An interesting aspect of the Mandela celebrations was the fulsome praise emanating from whites, including the Afrikaner community. On Radio Sonder Grense (RSG), the Afrikaans-language service, there was an unending stream of tributes from ordinary Afrikaners, as well as many warm, admiring words from broadcasters of the likes of Freek Robinson — once one of the South African Broadcasting Corporation’s many apartheid mouthpieces, post-1994 reinvented as a lifelong closet humanist.

One does not want to rain on this parade but one cannot but help wonder where all these thousands of effusive people — including the businesses paying for full-page newspaper advertisements celebrating Mandela — were during the 27 years that their new hero spent in prison.

If they had shown any humanity or sense of justice then, or even just a sliver of political savvy, Mandela might have been released

earlier enough to be more than a one-term president.
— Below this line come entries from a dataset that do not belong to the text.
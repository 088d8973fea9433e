//! Built-in layouts.
//!
//! A layout is a set of [`Layer`]s covering the full 12x7 matrix: rows 0..6
//! are the directly wired half, rows 6..12 the half behind the port
//! expander. Positions that have no switch are `NotWired` on every layer.
//!
//! [`Layer`]: crate::keymap::Layer

pub mod qwerty;

pub use qwerty::{NUM_LAYER, get_default_keymap};

/// Index of the held symbol/function layer
pub const FN_LAYER: u8 = 1;
/// Index of the toggled numpad layer
pub const NUMPAD_LAYER: u8 = 2;
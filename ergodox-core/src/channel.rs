//! Exposed channels which can be used to share data across tasks.
//!
//! Both matrix halves send into [`KEY_EVENT_CHANNEL`]; the keyboard task
//! receives from it one event at a time, so every layer mutation an event
//! causes is visible to the very next event in the queue.

use embassy_sync::channel::Channel;
pub use embassy_sync::{blocking_mutex, channel};

use crate::event::KeyboardEvent;
use crate::hid::Report;
use crate::{EVENT_CHANNEL_SIZE, REPORT_CHANNEL_SIZE, RawMutex};

/// Channel for key events from the matrix scanners
pub static KEY_EVENT_CHANNEL: Channel<RawMutex, KeyboardEvent, EVENT_CHANNEL_SIZE> = Channel::new();
/// Channel for keyboard reports from the keyboard task to the hid writer
pub static KEYBOARD_REPORT_CHANNEL: Channel<RawMutex, Report, REPORT_CHANNEL_SIZE> = Channel::new();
Just imagine how many skilled emigrants would have chosen to remain and contribute to the building of a non-racial South Africa, had we had another five years of Mandela magic.

Instead we were precipitated into the grim years of the Thabo Mbeki presidency, whose attitude to non-black Africans is that they should shut up and toe the line, or sod off to Sydney.

Alas, the past is past. Hindsight is famously 20/20 and could’ve, would’ve, should’ve is futile. South Africans have slid back to a more dangerous, but emotionally perhaps, more comfortable state of despising one another.

It is in the interests of truth, however, that we do not airbrush the past. For instance, in some respects Mandela was a lousy president — he did not respond adequately to the warnings that HIV/Aids was going to decimate the country; competent service delivery mechanisms were not put into place; and the worst judgment failure of all, he entrusted too much to Mbeki.

And while non-black Africans remember Mandela as the great national reconciliator, they conveniently forget that he always stressed that reconciliation was a two-way street.

On several occasions he had to berate white South Africa harshly for its selfishness and its lack of enthusiasm for the necessary process of transformation.

Mandela had little patience for a simplistic white attitude of forgive and forget, which really meant that the darkies should forgive and the whiteys would forget.

All nations have iconic figures in their history, on whom they draw for inspiration and strength at times of national crisis. We have the icon and we have the crisis but South Africa tragically appears to be still too disparate, divided and confused to know how to best draw from Mandela’s example to mould a new nation.

That is the sadness of Mandela’s closing years.